There was a short cadena last night on the Honduras situation and it spoke volumes of the current mind set and phobias of chavismo.
First and again, as it always needs to be repeated, a cadena is a MANDATORY SIMULTANEOUS BROADCAST OF ALL TV AND RADIO STATIONS OF THE COUNTRY, FOR THE GOVERNMENT, BY THE GOVERNMENT, FOR AS LONG AS THE GOVERNMENT WISHES IT TO LAST. Of course no financial compensation is given to the private networks that lose ad time, nor any right to reply to the parties that might be attacked by Chavez or any of his sycophants during the cadena.
The cadena was supposedly a fair representation of what had been taking place in Honduras last week. Of course it represented only the side of Chavez and Zelaya even though the film had the pretense of a documentary. I will spare you the details, only too predictable, details that make other films such as "The revolution will not be televised" relative models of objectivity when compared to this product of chavista (Cuban?) studios. The mesh was so thick that one would have been hard pressed to figure out what was true, or at least genuine, from what was purely political manipulation.
But I was not shocked by the cadena. No. Heck, any rational and moderately informed person upon watching this hysteria might be tempted to become pro Micheletti just out of instinct.
As I was watching the cadena I was hit by a revelation of sorts: chavismo is descending into propagandist imbecility. I mean, really, do they actually believe for a minute that people who have made up their mind on Honduras will change it based on such a poorly made and clearly biased "documentary"? No, they are not that dumb; their stupidity lies elsewhere.
What is happening is that after ten years of massive propaganda, of constant cadenas, of Tascon lists, of ideologization campaigns, of training folks in Cuba to come back train the masses, they still cannot convince, their message does not reach as far as they think it should. They beleive that their message does not get through because of "others", not because of the flaws of their message. That cadena was not an argument, it was a screaming until-your-face-turns-blue moment. The objective was to drown with noise the words of the other side; to establish a truth "because I scream it louder than you". Exactly as some PSF juvenile tactics when they try to troll opposition comment sections in blogs. If this last one is understandable, seeing that government has reached the same level of idiocy in media is a sobering moment.

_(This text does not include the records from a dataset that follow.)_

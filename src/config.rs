use config::{Config, Environment, File, FileFormat};
use serde::Deserialize;
use std::fmt;
use std::path::Path;
use std::time::Duration;
use url::Url;

use crate::utils::error::{AppError, Result};

/// Environment prefix for overriding config file values (`PRICE_ALERT_PASSWORD`, ...).
pub const ENV_PREFIX: &str = "PRICE_ALERT";

pub const DEFAULT_TITLE_ID: &str = "productTitle";
pub const DEFAULT_PRICE_ID: &str = "priceblock_ourprice";
pub const DEFAULT_TIMEOUT_SECS: u64 = 30;

/// Run configuration, read once at startup and passed to every stage.
#[derive(Clone, Deserialize)]
pub struct AppConfig {
    /// Path of the price log.
    pub file: String,
    pub url: String,
    pub sender: String,
    pub recipient: String,
    pub password: String,
    /// SMTP relay host.
    pub smtp: String,
    pub port: u16,
    pub lower: f64,
    pub upper: f64,

    #[serde(default = "default_title_id")]
    pub title_id: String,
    #[serde(default = "default_price_id")]
    pub price_id: String,
    #[serde(default = "default_timeout_secs")]
    pub timeout_secs: u64,
    #[serde(default = "default_decimal_separator")]
    pub decimal_separator: char,
}

fn default_title_id() -> String {
    DEFAULT_TITLE_ID.to_string()
}

fn default_price_id() -> String {
    DEFAULT_PRICE_ID.to_string()
}

fn default_timeout_secs() -> u64 {
    DEFAULT_TIMEOUT_SECS
}

fn default_decimal_separator() -> char {
    ','
}

impl AppConfig {
    /// Loads the JSON config file at `path`, with `PRICE_ALERT_*` environment
    /// variables taking precedence over file values.
    pub fn load(path: impl AsRef<Path>) -> Result<Self> {
        let path = path.as_ref();

        let s = Config::builder()
            .add_source(File::new(&path.to_string_lossy(), FileFormat::Json))
            .add_source(Environment::with_prefix(ENV_PREFIX).try_parsing(true))
            .build()?;

        let config: AppConfig = s.try_deserialize()?;
        config.validate()?;

        tracing::debug!(path = %path.display(), url = %config.url, "Loaded configuration");
        Ok(config)
    }

    /// Checks the fields whose type alone does not guarantee they are usable.
    pub fn validate(&self) -> Result<()> {
        Url::parse(&self.url)
            .map_err(|e| AppError::InvalidConfig(format!("Invalid url '{}': {}", self.url, e)))?;

        if !self.lower.is_finite() || !self.upper.is_finite() {
            return Err(AppError::InvalidConfig(
                "Price bounds lower and upper must be finite numbers".into(),
            ));
        }

        if self.timeout_secs == 0 {
            return Err(AppError::InvalidConfig(
                "timeout_secs must be at least 1".into(),
            ));
        }

        if self.lower >= self.upper {
            tracing::warn!(
                lower = self.lower,
                upper = self.upper,
                "Price window is empty, no alert can ever be sent"
            );
        }

        Ok(())
    }

    pub fn timeout(&self) -> Duration {
        Duration::from_secs(self.timeout_secs)
    }
}

impl fmt::Debug for AppConfig {
    fn fmt(&self, f: &mut fmt::Formatter<'_>) -> fmt::Result {
        f.debug_struct("AppConfig")
            .field("file", &self.file)
            .field("url", &self.url)
            .field("sender", &self.sender)
            .field("recipient", &self.recipient)
            .field("password", &"<redacted>")
            .field("smtp", &self.smtp)
            .field("port", &self.port)
            .field("lower", &self.lower)
            .field("upper", &self.upper)
            .field("title_id", &self.title_id)
            .field("price_id", &self.price_id)
            .field("timeout_secs", &self.timeout_secs)
            .field("decimal_separator", &self.decimal_separator)
            .finish()
    }
}
use ::scraper::{ElementRef, Html, Selector};
use reqwest::header::{HeaderMap, HeaderName, HeaderValue, USER_AGENT};
use reqwest::Client;
use std::time::{Duration, Instant};

use crate::config::AppConfig;
use crate::utils::error::{AppError, Result};

pub const BROWSER_USER_AGENT: &str =
    "Mozilla/5.0 (Windows NT 10.0; Win64; x64; rv:91.0) Gecko/20100101 Firefox/91.0";
pub const TRACE_HEADER: &str = "x-amzn-trace-id";
pub const TRACE_ID: &str = "Root=1-612654ea-73fbcbc35fda58ec6038f08e";

const CONNECT_TIMEOUT: Duration = Duration::from_secs(10);

/// Element ids of the two slots read from the product page.
#[derive(Debug, Clone, PartialEq, Eq)]
pub struct ProductSelectors {
    pub title_id: String,
    pub price_id: String,
}

impl ProductSelectors {
    pub fn from_config(config: &AppConfig) -> Self {
        ProductSelectors {
            title_id: config.title_id.clone(),
            price_id: config.price_id.clone(),
        }
    }
}

#[derive(Debug, Clone, PartialEq, Eq)]
pub struct ScrapedProduct {
    pub description: String,
    /// `None` means the page shows no price, e.g. out of stock.
    pub price: Option<String>,
}

pub struct WebScraper {
    client: Client,
}

impl WebScraper {
    pub fn new(timeout: Duration) -> Result<Self> {
        let mut headers = HeaderMap::new();
        headers.insert(USER_AGENT, HeaderValue::from_static(BROWSER_USER_AGENT));
        headers.insert(
            HeaderName::from_static(TRACE_HEADER),
            HeaderValue::from_static(TRACE_ID),
        );

        let client = Client::builder()
            .default_headers(headers)
            .timeout(timeout)
            .connect_timeout(CONNECT_TIMEOUT.min(timeout))
            .build()?;

        Ok(Self { client })
    }

    pub fn from_config(config: &AppConfig) -> Result<Self> {
        Self::new(config.timeout())
    }

    /// Fetches the page body. Non-2xx responses are errors.
    pub async fn fetch(&self, url: &str) -> Result<String> {
        let start_time = Instant::now();

        let response = self.client.get(url).send().await?.error_for_status()?;
        let status = response.status();
        let body = response.text().await?;

        tracing::debug!(
            url,
            status = status.as_u16(),
            bytes = body.len(),
            elapsed_ms = start_time.elapsed().as_millis() as u64,
            "Fetched product page"
        );

        Ok(body)
    }

    pub async fn scrape(&self, url: &str, selectors: &ProductSelectors) -> Result<ScrapedProduct> {
        let html = self.fetch(url).await?;
        extract_product(&html, selectors)
    }
}

/// Reads the title (required) and price (optional) slots from a product page.
pub fn extract_product(html: &str, selectors: &ProductSelectors) -> Result<ScrapedProduct> {
    let document = Html::parse_document(html);

    let title_selector = id_selector(&selectors.title_id)?;
    let description = document
        .select(&title_selector)
        .next()
        .map(element_text)
        .ok_or_else(|| AppError::ElementNotFound {
            selector: format!("#{}", selectors.title_id),
        })?;

    let price_selector = id_selector(&selectors.price_id)?;
    let price = document
        .select(&price_selector)
        .next()
        .map(element_text)
        .filter(|text| !text.is_empty());

    Ok(ScrapedProduct { description, price })
}

fn id_selector(id: &str) -> Result<Selector> {
    let selector = format!("[id=\"{}\"]", id.replace('\\', "\\\\").replace('"', "\\\""));
    Selector::parse(&selector)
        .map_err(|e| AppError::Scraping(format!("Invalid element id '{}': {:?}", id, e)))
}

/// Text content with runs of whitespace collapsed to single spaces.
fn element_text(element: ElementRef<'_>) -> String {
    element.text().flat_map(str::split_whitespace).collect::<Vec<_>>().join(" ")
}
use clap::Parser;
use std::path::PathBuf;
use std::process::ExitCode;
use tracing_subscriber::EnvFilter;

use price_alert::utils::error::exit_code;
use price_alert::{AppConfig, PriceCheck};

/// Checks one product page and emails an alert when the price is in range.
#[derive(Debug, Parser)]
#[command(version, about)]
struct Cli {
    /// JSON configuration file
    #[arg(short, long, env = "PRICE_ALERT_CONFIG", default_value = "config.json")]
    config: PathBuf,

    /// Print the whole price log after appending
    #[arg(long)]
    show_log: bool,
}

#[tokio::main(flavor = "current_thread")]
async fn main() -> ExitCode {
    dotenvy::dotenv().ok();

    // Initialize tracing
    tracing_subscriber::fmt()
        .with_env_filter(
            EnvFilter::try_from_default_env().unwrap_or_else(|_| EnvFilter::new("price_alert=info")),
        )
        .with_writer(std::io::stderr)
        .init();

    let cli = match Cli::try_parse() {
        Ok(cli) => cli,
        Err(e) => {
            let _ = e.print();
            return ExitCode::from(usage_exit_code(&e));
        }
    };

    match run(&cli).await {
        Ok(()) => ExitCode::from(exit_code::SUCCESS),
        Err(e) => {
            tracing::error!(error = %e, "Price check failed");
            ExitCode::from(e.exit_code())
        }
    }
}

async fn run(cli: &Cli) -> price_alert::Result<()> {
    tracing::info!(config = %cli.config.display(), "Loading config");
    let config = AppConfig::load(&cli.config)?;

    let check = PriceCheck::from_config(&config)?;
    let outcome = check.run().await?;

    if cli.show_log {
        check.log().write_to(std::io::stdout().lock())?;
    }

    tracing::info!(
        article = %outcome.record.description,
        notified = outcome.notified,
        "End of processing"
    );
    Ok(())
}

/// `--help` and `--version` succeed; bad arguments count as a config error.
fn usage_exit_code(err: &clap::Error) -> u8 {
    if err.use_stderr() {
        exit_code::CONFIG
    } else {
        exit_code::SUCCESS
    }
}
pub mod product_record;

pub use product_record::*;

The other worrying element hitting home is that chavismo now believes more and more its own crap, as we could see alter that evening in La Hojilla commenting on the Clinton interview. Chavismo seems to have lost any critical perspective. In that "documentary" grand sweeping exaggerations were the norm, followed by minimizing, objectifying, and degrading anything that tried to stand in front of you.

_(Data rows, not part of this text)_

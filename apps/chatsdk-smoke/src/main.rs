mod logging;

use std::{sync::Arc, time::Duration};

use chatsdk_core::{
    Connection, ErrorCategory, Pagination, Reachability, SessionContext, SessionError,
    TransportEvent,
};
use chatsdk_platform::{InMemoryBackgroundExecution, ManualReachability, ScriptedTransport};
use chatsdk_runtime::{SessionConfig, SessionPlatform, spawn_runtime};
use serde_json::json;
use tracing::{info, warn};

const SETTLE: Duration = Duration::from_millis(50);

#[tokio::main]
async fn main() {
    logging::init();

    let config = match SessionConfig::from_env() {
        Ok(config) => config,
        Err(err) => {
            eprintln!("Invalid configuration: {err}");
            std::process::exit(1);
        }
    };

    let transport = ScriptedTransport::default();
    let reachability = ManualReachability::new(Reachability::Available);
    let background = InMemoryBackgroundExecution::default();
    let handle = spawn_runtime(
        &config,
        SessionPlatform {
            transport: Arc::new(transport.clone()),
            reachability: Arc::new(reachability.clone()),
            background: Arc::new(background.clone()),
        },
        SessionContext::new(),
    );

    let mut states = handle.subscribe_connection();
    tokio::spawn(async move {
        while states.changed().await.is_ok() {
            let state = states.borrow_and_update().clone();
            info!(state = state.label(), connection_id = ?state.connection_id(), "observed");
        }
    });

    let mut events = handle.subscribe_events();
    tokio::spawn(async move {
        while let Ok(event) = events.recv().await {
            info!(kind = event.kind(), "event delivered");
        }
    });

    let presenter = handle.presenter::<String>();
    let mut requests = presenter.prepare_request_stream(Pagination::first_page(2));

    if let Err(err) = handle.connect() {
        eprintln!("Session runtime is not running: {err}");
        std::process::exit(1);
    }
    tokio::time::sleep(SETTLE).await;

    let frames = [
        json!({
            "type": "health.check",
            "connection_id": "smoke-conn-1",
            "me": { "id": "smoke-user", "name": "Smoke" },
        }),
        json!({ "type": "message.new", "id": "m1", "text": "hello" }),
        json!({ "type": "message.new", "id": "m1", "text": "hello" }),
        json!({
            "type": "notification.mutes_updated",
            "me": { "id": "smoke-user", "mutes": [{ "target_id": "noisy-user" }] },
        }),
    ];
    let _ = transport.emit(TransportEvent::Connected);
    for frame in &frames {
        let _ = transport.emit_frame(frame.to_string());
    }
    let _ = transport.emit_frame("not a frame");
    tokio::time::sleep(SETTLE).await;

    if let Ok(Some(request)) = tokio::time::timeout(SETTLE, requests.next()).await {
        info!(offset = request.pagination.offset, "first page requested");
        presenter.apply_page(request, vec!["channel-a".to_owned()]);
        info!(cursor = ?presenter.next_cursor(), items = presenter.items().len(), "page applied");
    }

    let mutes = handle
        .subscribe_user()
        .borrow()
        .as_ref()
        .map(|user| user.mutes.len())
        .unwrap_or(0);
    info!(mutes, "cached identity");

    let _ = handle.enter_background();
    tokio::time::sleep(SETTLE).await;
    info!(grants = background.active_tasks(), "entered background");
    let _ = handle.enter_foreground();
    tokio::time::sleep(SETTLE).await;
    info!(grants = background.active_tasks(), "returned to foreground");

    let _ = transport.emit(TransportEvent::Disconnected {
        error: Some(SessionError::new(
            ErrorCategory::Auth,
            "token_revoked",
            "token revoked by smoke run",
        )),
    });
    tokio::time::sleep(SETTLE).await;

    match handle.connection() {
        Connection::Disconnected { error } => {
            info!(code = %error.code, "session stopped as expected");
            println!(
                "Smoke run complete: {} connect(s), {} ping(s)",
                transport.connect_calls(),
                transport.pings_sent()
            );
        }
        other => {
            warn!(state = other.label(), "unexpected final state");
            std::process::exit(1);
        }
    }
}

I already knew all of that but last night I was faced with it in the crudest way, in the most naked show of force, demanding that I listen to Chavez view point. As if I had escaped it so far, as if I could escape it anyway.
In a way it is good because such crass imposition along the threats on Globovision are in my opinion counterproductive. It is just too much, it is beyond the pale, it just goes beyond the right of reply since people realize, no matter how uneducated they might be, that there is no reply possible, that the concept of reply is now alien.
And it also explains why in polls so many self described chavistas are against closing Globovision: no matter how hysterical this one might get it is still light years removed from what the state media has become and they still sense a need for balance in their lives, no matter how perverse that balance might be.